• YOUR TASK
Below, find each line holding "exists" and state how many there are, using the number alone.

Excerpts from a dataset
◇ ◇ ◇ ◇ ◇

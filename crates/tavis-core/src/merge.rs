//! Non-destructive merging of observed platform data into stored records.
//!
//! Curated fields win over freshly-observed values: `existing ?? observed`,
//! never the reverse. The agent field additionally treats "Unassigned" as
//! absent on both sides, so a real assignment is sticky.

use std::collections::HashSet;

use chrono::{DateTime, Utc};

use crate::{
  conversation::{ConversationRecord, Message},
  customer::{
    is_assigned, ContactInfo, CustomerId, CustomerRecord, Profile, Source,
  },
};

// ─── Customer merge ──────────────────────────────────────────────────────────

/// One sighting of a participant, as observed from a sync pass or an
/// inbound event.
#[derive(Debug, Clone, Default)]
pub struct Observed {
  pub external_id:     String,
  pub external_name:   Option<String>,
  pub conversation_id: Option<String>,
  pub last_active:     Option<DateTime<Utc>>,
  pub tags:            Vec<String>,
  /// Whether any page-side (staff) reply exists in the conversation.
  pub staff_replied:   bool,
  /// Agent name inferred from staff replies; only used when no curated
  /// assignment exists.
  pub agent_hint:      Option<String>,
}

/// Merge an observation into `existing` (or a fresh record), preserving
/// curated fields.
pub fn merge_customer(
  existing: Option<CustomerRecord>,
  customer_id: CustomerId,
  source: Source,
  observed: Observed,
) -> CustomerRecord {
  let prior =
    existing.unwrap_or_else(|| CustomerRecord::new(customer_id));
  let (observed_first, observed_last) =
    split_name(observed.external_name.as_deref());

  let agent = if is_assigned(prior.profile.agent.as_deref()) {
    prior.profile.agent.clone()
  } else {
    observed
      .agent_hint
      .clone()
      .filter(|a| is_assigned(Some(a)))
      .or_else(|| prior.profile.agent.clone())
  };

  let profile = Profile {
    first_name:      prior.profile.first_name.clone().or(observed_first),
    last_name:       prior.profile.last_name.clone().or(observed_last),
    status:          prior
      .profile
      .status
      .clone()
      .or_else(|| Some("Active".to_owned())),
    membership_tier: prior
      .profile
      .membership_tier
      .clone()
      .or_else(|| Some("GENERAL".to_owned())),
    lifecycle_stage: prior.profile.lifecycle_stage.clone().or_else(|| {
      Some(
        if observed.staff_replied { "In Progress" } else { "New Lead" }
          .to_owned(),
      )
    }),
    agent,
    join_date:       prior
      .profile
      .join_date
      .or(observed.last_active)
      .or_else(|| Some(Utc::now())),
  };

  let contact_info = ContactInfo {
    external_id:   Some(observed.external_id),
    external_name: observed
      .external_name
      .or(prior.contact_info.external_name),
    email:         prior.contact_info.email,
    lead_channel:  prior
      .contact_info
      .lead_channel
      .or_else(|| Some(source.channel_name().to_owned())),
  };

  let mut intelligence = prior.intelligence;
  intelligence.tags.extend(observed.tags);

  CustomerRecord {
    customer_id: prior.customer_id,
    profile,
    contact_info,
    intelligence,
    conversation_id: observed
      .conversation_id
      .or(prior.conversation_id),
  }
}

fn split_name(name: Option<&str>) -> (Option<String>, Option<String>) {
  let Some(name) = name.map(str::trim).filter(|n| !n.is_empty()) else {
    return (None, None);
  };
  match name.split_once(' ') {
    Some((first, rest)) => (Some(first.to_owned()), Some(rest.to_owned())),
    None => (Some(name.to_owned()), None),
  }
}

// ─── Conversation merge ──────────────────────────────────────────────────────

/// Merge conversation metadata, keeping the stored agent sticky.
pub fn merge_conversation(
  existing: Option<ConversationRecord>,
  incoming: ConversationRecord,
) -> ConversationRecord {
  let Some(prior) = existing else { return incoming };

  let agent = if is_assigned(prior.agent.as_deref()) {
    prior.agent
  } else if is_assigned(incoming.agent.as_deref()) {
    incoming.agent
  } else {
    prior.agent.or(incoming.agent)
  };

  ConversationRecord {
    conversation_id:  prior.conversation_id,
    participant_id:   incoming.participant_id,
    participant_name: incoming
      .participant_name
      .or(prior.participant_name),
    last_message_at:  incoming
      .last_message_at
      .max(prior.last_message_at),
    agent,
    messages: merge_messages(prior.messages, incoming.messages),
  }
}

/// Merge message listings, first-write-wins per `message_id`, newest-first.
pub fn merge_messages(
  existing: Vec<Message>,
  incoming: Vec<Message>,
) -> Vec<Message> {
  let seen: HashSet<String> =
    existing.iter().map(|m| m.message_id.clone()).collect();
  let mut merged = existing;
  merged.extend(
    incoming.into_iter().filter(|m| !seen.contains(&m.message_id)),
  );
  merged.sort_by(|a, b| b.created_at.cmp(&a.created_at));
  merged
}

#[cfg(test)]
mod tests {
  use super::*;
  use chrono::TimeZone;

  fn at(secs: i64) -> DateTime<Utc> {
    Utc.timestamp_opt(1_700_000_000 + secs, 0).unwrap()
  }

  fn message(id: &str, content: &str, secs: i64) -> Message {
    Message {
      message_id:      id.to_owned(),
      conversation_id: "t_1".to_owned(),
      from_id:         "PSID123".to_owned(),
      from_name:       None,
      content:         Some(content.to_owned()),
      attachment:      None,
      created_at:      at(secs),
    }
  }

  fn conversation(agent: Option<&str>) -> ConversationRecord {
    ConversationRecord {
      conversation_id:  "t_1".to_owned(),
      participant_id:   "PSID123".to_owned(),
      participant_name: Some("Alice Liddell".to_owned()),
      last_message_at:  Some(at(0)),
      agent:            agent.map(str::to_owned),
      messages:         vec![],
    }
  }

  #[test]
  fn curated_profile_fields_win() {
    let mut existing =
      CustomerRecord::new(CustomerId::from("TVS-CUS-FB-25-0001"));
    existing.profile.first_name = Some("Alicia".to_owned());
    existing.profile.membership_tier = Some("VIP".to_owned());
    existing.profile.agent = Some("Jane".to_owned());

    let merged = merge_customer(
      Some(existing),
      CustomerId::from("TVS-CUS-FB-25-0001"),
      Source::Facebook,
      Observed {
        external_id:   "PSID123".to_owned(),
        external_name: Some("Alice Liddell".to_owned()),
        agent_hint:    Some("Bob".to_owned()),
        ..Observed::default()
      },
    );

    assert_eq!(merged.profile.first_name.as_deref(), Some("Alicia"));
    assert_eq!(merged.profile.membership_tier.as_deref(), Some("VIP"));
    assert_eq!(merged.profile.agent.as_deref(), Some("Jane"));
    // Observed values fill what was absent.
    assert_eq!(merged.profile.last_name.as_deref(), Some("Liddell"));
    assert_eq!(
      merged.contact_info.external_name.as_deref(),
      Some("Alice Liddell")
    );
  }

  #[test]
  fn observation_fills_fresh_record() {
    let merged = merge_customer(
      None,
      CustomerId::from("TVS-CUS-FB-25-0001"),
      Source::Facebook,
      Observed {
        external_id:     "PSID123".to_owned(),
        external_name:   Some("Alice Liddell".to_owned()),
        conversation_id: Some("t_1".to_owned()),
        staff_replied:   true,
        ..Observed::default()
      },
    );

    assert_eq!(merged.profile.first_name.as_deref(), Some("Alice"));
    assert_eq!(merged.profile.status.as_deref(), Some("Active"));
    assert_eq!(merged.profile.lifecycle_stage.as_deref(), Some("In Progress"));
    assert_eq!(merged.conversation_id.as_deref(), Some("t_1"));
    assert_eq!(
      merged.contact_info.lead_channel.as_deref(),
      Some("Facebook")
    );
  }

  #[test]
  fn lifecycle_defaults_to_new_lead_without_staff_reply() {
    let merged = merge_customer(
      None,
      CustomerId::from("TVS-CUS-FB-25-0001"),
      Source::Facebook,
      Observed {
        external_id: "PSID123".to_owned(),
        ..Observed::default()
      },
    );
    assert_eq!(merged.profile.lifecycle_stage.as_deref(), Some("New Lead"));
  }

  #[test]
  fn tags_are_unioned() {
    let mut existing =
      CustomerRecord::new(CustomerId::from("TVS-CUS-FB-25-0001"));
    existing.intelligence.tags.insert("VIP".to_owned());

    let merged = merge_customer(
      Some(existing),
      CustomerId::from("TVS-CUS-FB-25-0001"),
      Source::Facebook,
      Observed {
        external_id: "PSID123".to_owned(),
        tags:        vec!["Facebook Chat".to_owned(), "VIP".to_owned()],
        ..Observed::default()
      },
    );

    assert_eq!(merged.intelligence.tags.len(), 2);
    assert!(merged.intelligence.tags.contains("VIP"));
    assert!(merged.intelligence.tags.contains("Facebook Chat"));
  }

  #[test]
  fn assigned_agent_survives_unassigned_merge() {
    let prior = ConversationRecord {
      agent: Some("Jane".to_owned()),
      ..conversation(None)
    };
    let incoming = conversation(Some(UNASSIGNED_STR));
    let merged = merge_conversation(Some(prior), incoming);
    assert_eq!(merged.agent.as_deref(), Some("Jane"));
  }

  const UNASSIGNED_STR: &str = crate::customer::UNASSIGNED;

  #[test]
  fn incoming_assignment_fills_unassigned() {
    let prior = conversation(Some(UNASSIGNED_STR));
    let incoming = conversation(Some("Jane"));
    let merged = merge_conversation(Some(prior), incoming);
    assert_eq!(merged.agent.as_deref(), Some("Jane"));
  }

  #[test]
  fn merge_messages_is_idempotent_per_id() {
    let first = message("m1", "hello", 10);
    let mutated = message("m1", "HELLO EDITED", 10);
    let merged =
      merge_messages(vec![first.clone()], vec![mutated, message("m2", "hi", 20)]);

    assert_eq!(merged.len(), 2);
    // First write wins: the stored content is unchanged.
    let m1 = merged.iter().find(|m| m.message_id == "m1").unwrap();
    assert_eq!(m1.content.as_deref(), Some("hello"));
  }

  #[test]
  fn merged_messages_are_newest_first() {
    let merged = merge_messages(
      vec![message("m1", "a", 10)],
      vec![message("m3", "c", 30), message("m2", "b", 20)],
    );
    let ids: Vec<&str> =
      merged.iter().map(|m| m.message_id.as_str()).collect();
    assert_eq!(ids, ["m3", "m2", "m1"]);
  }
}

◇ ◇ ◇ ◇ ◇

• TASK RESULT
2